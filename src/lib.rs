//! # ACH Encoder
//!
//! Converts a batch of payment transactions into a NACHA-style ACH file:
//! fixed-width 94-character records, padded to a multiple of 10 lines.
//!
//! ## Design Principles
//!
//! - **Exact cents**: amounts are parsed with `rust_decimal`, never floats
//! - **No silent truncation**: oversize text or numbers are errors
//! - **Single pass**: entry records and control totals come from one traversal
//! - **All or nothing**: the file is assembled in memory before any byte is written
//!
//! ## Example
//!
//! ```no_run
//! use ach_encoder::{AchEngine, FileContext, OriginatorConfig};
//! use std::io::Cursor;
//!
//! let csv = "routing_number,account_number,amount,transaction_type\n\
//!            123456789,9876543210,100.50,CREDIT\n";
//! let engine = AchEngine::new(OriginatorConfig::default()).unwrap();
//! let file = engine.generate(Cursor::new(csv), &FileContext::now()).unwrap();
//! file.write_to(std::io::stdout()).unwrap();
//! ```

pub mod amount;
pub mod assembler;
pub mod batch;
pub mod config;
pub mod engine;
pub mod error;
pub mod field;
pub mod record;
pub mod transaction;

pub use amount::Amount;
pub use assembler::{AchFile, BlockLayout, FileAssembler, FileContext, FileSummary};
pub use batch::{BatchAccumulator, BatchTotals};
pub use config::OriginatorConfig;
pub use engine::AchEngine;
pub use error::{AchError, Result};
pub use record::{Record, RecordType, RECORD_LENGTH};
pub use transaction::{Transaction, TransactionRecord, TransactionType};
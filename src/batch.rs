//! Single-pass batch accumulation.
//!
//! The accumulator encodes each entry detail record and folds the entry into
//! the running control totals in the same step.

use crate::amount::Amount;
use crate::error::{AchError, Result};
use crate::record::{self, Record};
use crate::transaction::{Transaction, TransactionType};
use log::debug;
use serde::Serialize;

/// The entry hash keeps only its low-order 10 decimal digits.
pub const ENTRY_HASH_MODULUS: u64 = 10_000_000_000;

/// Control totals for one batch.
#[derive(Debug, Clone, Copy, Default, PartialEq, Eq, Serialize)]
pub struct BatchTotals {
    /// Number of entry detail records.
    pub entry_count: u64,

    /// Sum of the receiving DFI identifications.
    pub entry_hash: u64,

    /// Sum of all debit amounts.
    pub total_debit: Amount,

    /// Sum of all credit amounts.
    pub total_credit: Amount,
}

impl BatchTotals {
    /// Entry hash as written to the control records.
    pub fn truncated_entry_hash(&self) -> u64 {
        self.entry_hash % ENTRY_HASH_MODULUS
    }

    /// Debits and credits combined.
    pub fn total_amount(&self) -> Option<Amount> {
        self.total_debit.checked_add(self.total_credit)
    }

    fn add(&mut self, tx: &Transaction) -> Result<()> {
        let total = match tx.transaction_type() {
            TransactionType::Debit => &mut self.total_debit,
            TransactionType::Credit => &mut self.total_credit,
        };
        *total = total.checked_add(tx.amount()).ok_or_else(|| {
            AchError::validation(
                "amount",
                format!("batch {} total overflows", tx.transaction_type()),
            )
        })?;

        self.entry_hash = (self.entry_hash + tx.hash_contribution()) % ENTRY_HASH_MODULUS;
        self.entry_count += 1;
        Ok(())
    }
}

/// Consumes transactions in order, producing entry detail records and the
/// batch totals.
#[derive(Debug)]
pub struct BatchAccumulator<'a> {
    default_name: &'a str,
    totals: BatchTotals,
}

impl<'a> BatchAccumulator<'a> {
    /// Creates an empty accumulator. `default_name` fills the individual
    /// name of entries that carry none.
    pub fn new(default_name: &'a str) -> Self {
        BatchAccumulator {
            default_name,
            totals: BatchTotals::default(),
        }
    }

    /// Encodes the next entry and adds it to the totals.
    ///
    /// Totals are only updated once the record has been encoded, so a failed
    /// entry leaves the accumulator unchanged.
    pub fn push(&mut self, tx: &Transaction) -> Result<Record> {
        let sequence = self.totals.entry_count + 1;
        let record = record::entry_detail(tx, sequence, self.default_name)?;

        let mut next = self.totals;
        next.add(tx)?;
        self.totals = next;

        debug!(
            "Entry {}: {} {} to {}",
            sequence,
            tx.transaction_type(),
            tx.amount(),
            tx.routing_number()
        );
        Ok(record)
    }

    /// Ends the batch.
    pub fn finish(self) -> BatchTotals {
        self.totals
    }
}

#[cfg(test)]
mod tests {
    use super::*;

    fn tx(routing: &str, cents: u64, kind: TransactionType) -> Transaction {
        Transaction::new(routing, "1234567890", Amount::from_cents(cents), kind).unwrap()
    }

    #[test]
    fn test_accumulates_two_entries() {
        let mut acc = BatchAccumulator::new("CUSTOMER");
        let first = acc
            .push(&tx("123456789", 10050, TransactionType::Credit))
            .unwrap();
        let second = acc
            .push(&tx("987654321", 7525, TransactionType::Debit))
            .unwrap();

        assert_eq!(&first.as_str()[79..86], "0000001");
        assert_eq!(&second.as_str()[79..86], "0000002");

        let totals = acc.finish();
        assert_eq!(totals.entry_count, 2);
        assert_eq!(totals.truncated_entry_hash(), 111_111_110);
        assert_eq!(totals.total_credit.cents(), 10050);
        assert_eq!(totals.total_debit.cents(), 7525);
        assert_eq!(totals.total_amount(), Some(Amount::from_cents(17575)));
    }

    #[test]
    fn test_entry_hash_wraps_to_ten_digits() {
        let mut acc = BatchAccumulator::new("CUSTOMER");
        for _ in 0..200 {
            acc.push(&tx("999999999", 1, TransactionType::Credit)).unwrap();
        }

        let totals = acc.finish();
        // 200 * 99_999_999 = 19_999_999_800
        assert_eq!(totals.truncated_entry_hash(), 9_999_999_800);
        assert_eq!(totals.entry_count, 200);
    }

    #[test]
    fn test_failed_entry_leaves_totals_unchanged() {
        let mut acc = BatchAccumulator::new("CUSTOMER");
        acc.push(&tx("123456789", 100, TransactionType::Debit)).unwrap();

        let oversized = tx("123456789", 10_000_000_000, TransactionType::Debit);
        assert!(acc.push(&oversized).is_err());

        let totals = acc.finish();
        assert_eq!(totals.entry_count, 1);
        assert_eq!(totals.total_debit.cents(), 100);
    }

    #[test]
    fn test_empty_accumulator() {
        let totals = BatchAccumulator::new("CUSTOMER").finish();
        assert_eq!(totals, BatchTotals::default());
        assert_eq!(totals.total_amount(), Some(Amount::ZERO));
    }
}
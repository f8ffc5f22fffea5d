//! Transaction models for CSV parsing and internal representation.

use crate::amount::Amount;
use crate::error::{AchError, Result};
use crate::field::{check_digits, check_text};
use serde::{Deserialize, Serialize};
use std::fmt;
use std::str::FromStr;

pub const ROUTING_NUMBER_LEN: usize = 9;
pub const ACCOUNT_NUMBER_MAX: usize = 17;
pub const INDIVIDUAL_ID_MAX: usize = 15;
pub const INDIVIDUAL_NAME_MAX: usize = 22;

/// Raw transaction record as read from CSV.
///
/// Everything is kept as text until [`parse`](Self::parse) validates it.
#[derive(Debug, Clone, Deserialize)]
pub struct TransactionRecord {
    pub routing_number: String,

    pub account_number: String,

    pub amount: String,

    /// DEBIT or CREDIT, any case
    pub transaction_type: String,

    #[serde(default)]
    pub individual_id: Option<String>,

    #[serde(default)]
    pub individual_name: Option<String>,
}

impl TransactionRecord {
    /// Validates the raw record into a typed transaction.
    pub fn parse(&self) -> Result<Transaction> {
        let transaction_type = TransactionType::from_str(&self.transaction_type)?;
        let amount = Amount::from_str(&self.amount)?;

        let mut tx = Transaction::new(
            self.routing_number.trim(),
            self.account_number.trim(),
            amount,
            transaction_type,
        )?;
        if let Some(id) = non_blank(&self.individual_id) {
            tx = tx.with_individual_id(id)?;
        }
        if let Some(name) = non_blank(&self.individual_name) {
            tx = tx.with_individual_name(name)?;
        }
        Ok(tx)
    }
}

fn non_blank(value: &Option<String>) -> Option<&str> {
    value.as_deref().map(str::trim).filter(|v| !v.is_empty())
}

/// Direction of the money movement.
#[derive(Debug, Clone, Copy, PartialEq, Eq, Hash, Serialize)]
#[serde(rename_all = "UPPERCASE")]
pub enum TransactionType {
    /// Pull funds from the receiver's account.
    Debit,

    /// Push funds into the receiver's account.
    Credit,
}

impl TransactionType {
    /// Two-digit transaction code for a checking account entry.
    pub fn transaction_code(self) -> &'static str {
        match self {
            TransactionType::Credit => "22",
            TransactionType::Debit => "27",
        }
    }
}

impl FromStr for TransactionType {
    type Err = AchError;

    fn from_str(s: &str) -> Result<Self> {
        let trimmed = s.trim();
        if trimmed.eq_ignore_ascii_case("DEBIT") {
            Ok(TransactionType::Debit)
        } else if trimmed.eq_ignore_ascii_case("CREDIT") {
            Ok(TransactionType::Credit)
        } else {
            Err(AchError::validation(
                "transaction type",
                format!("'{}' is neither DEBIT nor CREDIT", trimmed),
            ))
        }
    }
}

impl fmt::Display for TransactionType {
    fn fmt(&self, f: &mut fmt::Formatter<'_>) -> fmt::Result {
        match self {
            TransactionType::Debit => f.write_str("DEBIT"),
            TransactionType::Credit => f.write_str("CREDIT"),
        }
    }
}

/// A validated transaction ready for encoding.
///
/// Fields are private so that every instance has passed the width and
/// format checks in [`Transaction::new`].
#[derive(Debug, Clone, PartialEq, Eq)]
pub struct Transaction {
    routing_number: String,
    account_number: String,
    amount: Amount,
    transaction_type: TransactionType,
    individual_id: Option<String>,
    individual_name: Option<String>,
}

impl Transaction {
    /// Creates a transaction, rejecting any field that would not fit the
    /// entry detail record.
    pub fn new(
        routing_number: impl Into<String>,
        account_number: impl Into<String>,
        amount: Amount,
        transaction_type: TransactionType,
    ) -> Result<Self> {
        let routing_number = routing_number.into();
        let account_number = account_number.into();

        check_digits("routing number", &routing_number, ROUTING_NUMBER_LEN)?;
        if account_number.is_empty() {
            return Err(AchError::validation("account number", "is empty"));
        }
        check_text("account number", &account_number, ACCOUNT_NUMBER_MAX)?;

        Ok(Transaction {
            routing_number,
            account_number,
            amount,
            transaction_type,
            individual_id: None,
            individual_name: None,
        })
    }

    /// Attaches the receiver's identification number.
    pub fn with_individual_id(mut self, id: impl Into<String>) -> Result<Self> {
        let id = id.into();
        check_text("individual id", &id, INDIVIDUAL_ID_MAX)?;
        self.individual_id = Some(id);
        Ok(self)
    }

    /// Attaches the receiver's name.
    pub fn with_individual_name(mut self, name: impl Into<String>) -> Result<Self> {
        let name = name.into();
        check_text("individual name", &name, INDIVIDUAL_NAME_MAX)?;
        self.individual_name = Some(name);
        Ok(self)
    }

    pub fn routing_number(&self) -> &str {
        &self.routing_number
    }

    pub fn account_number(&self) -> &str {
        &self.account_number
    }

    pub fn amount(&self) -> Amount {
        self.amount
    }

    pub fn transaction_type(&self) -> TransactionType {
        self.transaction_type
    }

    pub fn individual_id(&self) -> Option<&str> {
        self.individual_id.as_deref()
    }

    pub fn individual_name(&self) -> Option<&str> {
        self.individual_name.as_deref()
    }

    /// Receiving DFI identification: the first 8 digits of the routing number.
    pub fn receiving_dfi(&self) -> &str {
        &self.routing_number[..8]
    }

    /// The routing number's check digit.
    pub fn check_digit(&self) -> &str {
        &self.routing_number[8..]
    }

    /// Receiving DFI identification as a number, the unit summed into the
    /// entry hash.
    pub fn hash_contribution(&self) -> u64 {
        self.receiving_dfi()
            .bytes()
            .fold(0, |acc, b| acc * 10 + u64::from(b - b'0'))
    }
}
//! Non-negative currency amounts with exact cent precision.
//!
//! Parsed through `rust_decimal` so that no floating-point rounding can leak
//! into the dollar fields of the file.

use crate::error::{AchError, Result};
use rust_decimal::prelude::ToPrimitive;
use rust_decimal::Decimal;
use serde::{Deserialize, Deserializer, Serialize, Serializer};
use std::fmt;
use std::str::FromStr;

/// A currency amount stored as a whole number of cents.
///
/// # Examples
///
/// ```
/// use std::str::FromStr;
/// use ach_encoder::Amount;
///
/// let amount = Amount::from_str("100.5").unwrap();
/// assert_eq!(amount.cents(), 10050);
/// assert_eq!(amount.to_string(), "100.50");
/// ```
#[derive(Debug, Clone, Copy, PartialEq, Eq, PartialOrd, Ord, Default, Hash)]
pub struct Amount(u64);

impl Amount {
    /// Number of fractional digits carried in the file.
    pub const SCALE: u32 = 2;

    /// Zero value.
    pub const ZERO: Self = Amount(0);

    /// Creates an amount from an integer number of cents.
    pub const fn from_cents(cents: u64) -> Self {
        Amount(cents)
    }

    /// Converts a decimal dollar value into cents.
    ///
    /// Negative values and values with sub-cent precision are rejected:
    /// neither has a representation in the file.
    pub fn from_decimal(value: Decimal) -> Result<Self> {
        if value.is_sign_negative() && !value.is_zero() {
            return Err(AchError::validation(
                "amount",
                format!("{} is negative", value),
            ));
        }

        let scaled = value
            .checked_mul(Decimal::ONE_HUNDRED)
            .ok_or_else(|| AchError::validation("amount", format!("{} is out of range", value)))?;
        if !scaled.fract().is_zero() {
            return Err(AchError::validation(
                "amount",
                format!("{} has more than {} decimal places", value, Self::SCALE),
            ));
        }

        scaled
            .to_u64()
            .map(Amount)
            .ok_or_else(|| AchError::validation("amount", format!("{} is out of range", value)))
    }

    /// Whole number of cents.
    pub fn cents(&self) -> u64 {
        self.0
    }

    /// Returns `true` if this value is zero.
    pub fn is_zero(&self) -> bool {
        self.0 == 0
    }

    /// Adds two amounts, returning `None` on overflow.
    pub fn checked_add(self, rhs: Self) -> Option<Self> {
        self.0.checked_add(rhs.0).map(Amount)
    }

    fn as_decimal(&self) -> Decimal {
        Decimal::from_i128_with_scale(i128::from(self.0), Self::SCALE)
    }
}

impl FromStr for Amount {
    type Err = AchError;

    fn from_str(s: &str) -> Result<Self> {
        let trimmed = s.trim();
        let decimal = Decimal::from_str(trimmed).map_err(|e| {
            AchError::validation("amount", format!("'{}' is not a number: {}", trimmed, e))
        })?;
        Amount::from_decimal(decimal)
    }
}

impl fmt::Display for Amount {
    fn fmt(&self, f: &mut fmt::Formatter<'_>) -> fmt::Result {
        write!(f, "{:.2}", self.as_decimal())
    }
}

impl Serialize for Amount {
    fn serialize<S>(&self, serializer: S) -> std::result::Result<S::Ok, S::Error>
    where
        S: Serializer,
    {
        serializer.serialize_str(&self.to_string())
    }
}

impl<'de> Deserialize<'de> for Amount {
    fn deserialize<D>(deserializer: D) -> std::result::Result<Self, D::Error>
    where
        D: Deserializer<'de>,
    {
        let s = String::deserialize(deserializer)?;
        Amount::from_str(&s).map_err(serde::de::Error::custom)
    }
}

==============================

Work required ->
Which lines of the records above hold the word "BatchTotals"? Copy each one out.

Solution for this task ->
pub use batch::{BatchAccumulator, BatchTotals};
pub struct BatchTotals {
impl BatchTotals {
    totals: BatchTotals,
            totals: BatchTotals::default(),
    pub fn finish(self) -> BatchTotals {
        assert_eq!(totals, BatchTotals::default());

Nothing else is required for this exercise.